To be gay is also to be human. The majority of the books reviewed to date, I would even say all the books reviewed to date, have minimized our essential humanity, or maybe ignored it. These, from Scott O’Hara’s Autopornography to Patricia Nell Warren’s The Front Runner, and Paul Monette’s Becoming A Man, each have placed emphasis on gayness. This has a place in our literature and in our lives as gay men. As a steady literary diet though, it is spiritually limiting, emotionally draining, and ultimately boring.
What a break to read A Well-Ordered Life by Lawrence Kinsman! This book of four novellas places humanity before gayness and it results in some of the most readable material this reviewer has come upon in recent years. Each of the pieces differs markedly in plot line and mood. What is consistent is the depth of character development and the clarity of plot line. We all can remember a book from our past which we dreaded completing. We had wanted the story to keep going, the characters to move on to new adventures or experiences. This, I was delighted to find, was the feeling that I had when I finished each of the novellas.

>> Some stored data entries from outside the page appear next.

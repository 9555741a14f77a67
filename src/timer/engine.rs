use std::{sync::Arc, time::Duration};

use tokio::select;
use tokio_util::sync::CancellationToken;
use tracing::debug;

use crate::{
    journal::Journal,
    timer::display::StatusRenderer,
    utils::{
        clock::Clock,
        time::{format_duration, TimeOfDay},
    },
};

/// Length of a plain workday in hours. Breaks, overtime and freetime are
/// applied on top of it.
pub const DEFAULT_SHIFT_HOURS: i32 = 8;

pub const DEFAULT_UPDATE_INTERVAL: Duration = Duration::from_secs(10);

/// Validated timer inputs, handed over by the CLI layer.
#[derive(Debug, Clone, Copy)]
pub struct TimerConfig {
    /// Moment the workday started. Defaults to the current time.
    pub start: TimeOfDay,
    /// Total break length, added to the timer.
    pub breaktime: TimeOfDay,
    /// Overtime to work off, added to the timer.
    pub overtime: TimeOfDay,
    /// Accumulated credit, subtracted from the timer.
    pub freetime: TimeOfDay,
    pub verbose: bool,
}

impl TimerConfig {
    /// End of the workday: start plus the default shift, plus breaks and
    /// overtime, minus freetime. Wraps around midnight.
    pub fn end_time(&self) -> TimeOfDay {
        self.start.add_offset(
            DEFAULT_SHIFT_HOURS + self.breaktime.hour() as i32 + self.overtime.hour() as i32
                - self.freetime.hour() as i32,
            self.breaktime.minute() as i32 + self.overtime.minute() as i32
                - self.freetime.minute() as i32,
        )
    }
}

/// Drives the countdown: one status line per tick until cancelled.
///
/// The engine only transitions to its terminal state through the
/// cancellation token; left alone it keeps ticking past the end time and
/// reports how far overdue the timer is.
pub struct TimerEngine {
    config: TimerConfig,
    end_time: TimeOfDay,
    crosses_midnight: bool,
    current_overtime_minutes: u32,
    update_interval: Duration,
    journal: Arc<Journal>,
    renderer: Box<dyn StatusRenderer>,
    clock: Box<dyn Clock>,
    shutdown: CancellationToken,
}

impl TimerEngine {
    pub fn new(
        config: TimerConfig,
        journal: Arc<Journal>,
        renderer: Box<dyn StatusRenderer>,
        clock: Box<dyn Clock>,
        shutdown: CancellationToken,
    ) -> TimerEngine {
        let end_time = config.end_time();
        let crosses_midnight = end_time < config.start;
        if crosses_midnight {
            journal.info("Ending time is at the next day.");
        }

        TimerEngine {
            config,
            end_time,
            crosses_midnight,
            current_overtime_minutes: 0,
            update_interval: DEFAULT_UPDATE_INTERVAL,
            journal,
            renderer,
            clock,
            shutdown,
        }
    }

    pub fn end_time(&self) -> TimeOfDay {
        self.end_time
    }

    pub fn crosses_midnight(&self) -> bool {
        self.crosses_midnight
    }

    pub fn current_overtime_minutes(&self) -> u32 {
        self.current_overtime_minutes
    }

    /// Runs the display loop until the shutdown token fires.
    pub async fn run(mut self) {
        self.journal
            .info(&format!("Started timer for configuration {:?}.", self.config));
        let now = TimeOfDay::from_datetime(self.clock.now());
        self.journal.info(&format!(
            "Timer runs out at {} in {}.",
            self.end_time,
            format_duration(now, self.end_time)
        ));

        loop {
            let now = TimeOfDay::from_datetime(self.clock.now());
            let line = self.tick(now);
            self.renderer.render(&line);
            debug!("Tick at {now}: {line}");

            if self.suspend(&line).await.is_err() {
                break;
            }
        }

        self.journal.info("Exited timer.");
        self.renderer.finish();
    }

    /// Computes the status line for `now` and updates the rollover and
    /// overtime state.
    fn tick(&mut self, now: TimeOfDay) -> String {
        if now < self.end_time || self.crosses_midnight {
            format!(
                "Timer runs out at {} in {}.",
                self.end_time,
                format_duration(now, self.end_time)
            )
        } else if now > self.end_time {
            // Overwritten with a fresh value every tick, not accumulated.
            self.current_overtime_minutes = now.minute_of_day() - self.end_time.minute_of_day();
            format!(
                "Timer already ran out at {}, {} ago.",
                self.end_time,
                format_duration(self.end_time, now)
            )
        } else {
            self.crosses_midnight = false;
            "Timer is over right now!".to_string()
        }
    }

    /// Waits out the update interval, racing the shutdown token. Verbose
    /// mode re-renders the line once per second with a sub-countdown.
    async fn suspend(&mut self, line: &str) -> Result<(), Stopped> {
        if self.config.verbose {
            let seconds = self.update_interval.as_secs();
            for elapsed in 0..seconds {
                self.renderer
                    .render(&format!("{line} Sleeping for {} seconds.", seconds - elapsed));
                select! {
                    _ = self.shutdown.cancelled() => return Err(Stopped),
                    _ = self.clock.sleep(Duration::from_secs(1)) => {}
                }
            }
        } else {
            select! {
                _ = self.shutdown.cancelled() => return Err(Stopped),
                _ = self.clock.sleep(self.update_interval) => {}
            }
        }
        Ok(())
    }
}

struct Stopped;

Each work is inhabited by characters so real that they seem your friends or acquaintances.
Each story has an element of homosexuality to a greater or lesser degree. The first is a brooding piece about a young man taking possession of his older mentor’s personal papers and reading through a journal of World War II experiences. Another deals with a contemporary woman learning about herself by interacting with her gay stepson. There is also a short detective piece set in contemporary Boston and finally an interesting work about a college student fleeing a dysfunctional home life to spend a college year abroad in France and England.
I was not able to choose a favorite story. I actually hesitated to start the next for fear it could not be as enjoyable as the one completed.
A final word of praise for the editing… I found no place in the four stories where cuts needed to be made or where rewriting was called for. I had asked the author about his editor and learned to my surprise that the whole thing was self-edited! Wow!
There is no question that A Well-Ordered Life belongs in a gay man’s collection. Not because it deals with gay themes well but because it deals with the human condition well. Read it!